### Task
Beginning with the first line of the entries below, quote each line until you reach and include the line with "revoked access token.".

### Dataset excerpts
####################

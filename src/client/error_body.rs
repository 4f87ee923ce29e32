//! Defensive parsing of 401 error bodies.

use serde_json::Value;

/// Server code for an expired access token.
pub const CODE_TOKEN_EXPIRED: &str = "AUTH_TOKEN_EXPIRED";
/// Server code for a malformed or revoked access token.
pub const CODE_TOKEN_INVALID: &str = "AUTH_TOKEN_INVALID";

/// Outcome of parsing a 401 response body.
///
/// The parse never fails loudly: a body that is not JSON (or not an
/// object) yields [`ErrorBody::Unparseable`], which behaves like a body
/// with no code and no message.
#[derive(Debug, Clone, PartialEq, Eq)]
pub enum ErrorBody {
    Parsed {
        code: Option<String>,
        message: Option<String>,
    },
    Unparseable,
}

impl ErrorBody {
    /// Parse a raw response body. The backend puts `code`/`message` either
    /// at the top level or nested under an `error` object.
    pub fn parse(raw: &str) -> Self {
        let Ok(value) = serde_json::from_str::<Value>(raw) else {
            return Self::Unparseable;
        };
        if !value.is_object() {
            return Self::Unparseable;
        }
        let code = field(&value, "code");
        let message = field(&value, "message");
        Self::Parsed { code, message }
    }

    /// True when the server marked the bearer token as expired or invalid,
    /// which is the trigger for the refresh protocol.
    pub fn indicates_stale_token(&self) -> bool {
        matches!(
            self,
            Self::Parsed { code: Some(code), .. }
                if code == CODE_TOKEN_EXPIRED || code == CODE_TOKEN_INVALID
        )
    }

    /// Server-supplied message, or `default` when none was present.
    pub fn message_or(&self, default: &str) -> String {
        match self {
            Self::Parsed {
                message: Some(message),
                ..
            } => message.clone(),
            _ => default.to_string(),
        }
    }
}

fn field(value: &Value, name: &str) -> Option<String> {
    value
        .get(name)
        .or_else(|| value.get("error").and_then(|e| e.get(name)))
        .and_then(Value::as_str)
        .map(str::to_string)
}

####################

### Your response
filename src/client/error_body.rs
repository 4f87ee923ce29e32
//! Defensive parsing of 401 error bodies.

use serde_json::Value;

/// Server code for an expired access token.
pub const CODE_TOKEN_EXPIRED: &str = "AUTH_TOKEN_EXPIRED";
/// Server code for a malformed or revoked access token.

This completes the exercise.